You are viewing a plain text version of this content. The canonical link for it is here.
Posted to issues@lucene.apache.org by "Michael Gibney (Jira)" <ji...@apache.org> on 2020/11/19 15:25:00 UTC

[jira] [Commented] (SOLR-15008) Avoid building OrdinalMap for each facet

    [ https://issues.apache.org/jira/browse/SOLR-15008?page=com.atlassian.jira.plugin.system.issuetabpanels:comment-tabpanel&focusedCommentId=17235549#comment-17235549 ] 

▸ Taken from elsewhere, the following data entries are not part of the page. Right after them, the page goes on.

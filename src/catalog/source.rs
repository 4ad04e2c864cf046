//! Distinct-group count sources.

use std::collections::HashMap;

use super::{CatalogError, CatalogResult};
use crate::attribute::{AttributeUniverse, GroupingKey};

/// The dataset capability the catalog builder consumes.
///
/// Implementations must be exact and side-effect free: asking twice for the
/// same key returns the same count.
pub trait CardinalitySource {
    /// Number of distinct value combinations of `key`'s attributes.
    fn distinct_count(&self, universe: &AttributeUniverse, key: &GroupingKey)
        -> CatalogResult<u64>;
}

/// In-memory source keyed by canonical code.
#[derive(Debug, Clone, Default)]
pub struct StaticSource {
    counts: HashMap<String, u64>,
}

impl StaticSource {
    pub fn new() -> Self {
        Self::default()
    }

    /// Add a count for a canonical code.
    pub fn with(mut self, code: impl Into<String>, count: u64) -> Self {
        self.counts.insert(code.into(), count);
        self
    }
}

impl FromIterator<(String, u64)> for StaticSource {
    fn from_iter<I: IntoIterator<Item = (String, u64)>>(iter: I) -> Self {
        Self {
            counts: iter.into_iter().collect(),
        }
    }
}

impl CardinalitySource for StaticSource {
    fn distinct_count(
        &self,
        universe: &AttributeUniverse,
        key: &GroupingKey,
    ) -> CatalogResult<u64> {
        let code = universe.code(key);
        self.counts
            .get(&code)
            .copied()
            .ok_or(CatalogError::MissingCardinality(code))
    }
}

Michael Gibney commented on SOLR-15008:
---------------------------------------

Interesting; I'm surprised that profiling indicated {{OrdinalMap}} building, since I'm pretty sure the {{OrdinalMap}} instances (as accessed via {{FacetFieldProcessorByArrayDV}}  are already cached in the way you're suggesting:
# in [FacetFieldProcessorByArrayDV.findStartAndEndOrds(...)|https://github.com/apache/lucene-solr/blob/40e2122b5a5b89f446e51692ef0d72e48c7b71e5/solr/core/src/java/org/apache/solr/search/facet/FacetFieldProcessorByArrayDV.java#L60]
# in [FieldUtil.getSortedSetDocValues(...)|https://github.com/apache/lucene-solr/blob/1d85cd783863f75cea133fb9c452302214165a4d/solr/core/src/java/org/apache/solr/search/facet/FieldUtil.java#L55]
# in [SlowCompositeReaderWrapper.getSortedSetDocValues(...)|https://github.com/apache/lucene-solr/blob/c02f07f2d5db5c983c2eedf71febf9516189595d/solr/core/src/java/org/apache/solr/index/SlowCompositeReaderWrapper.java#L197-L211]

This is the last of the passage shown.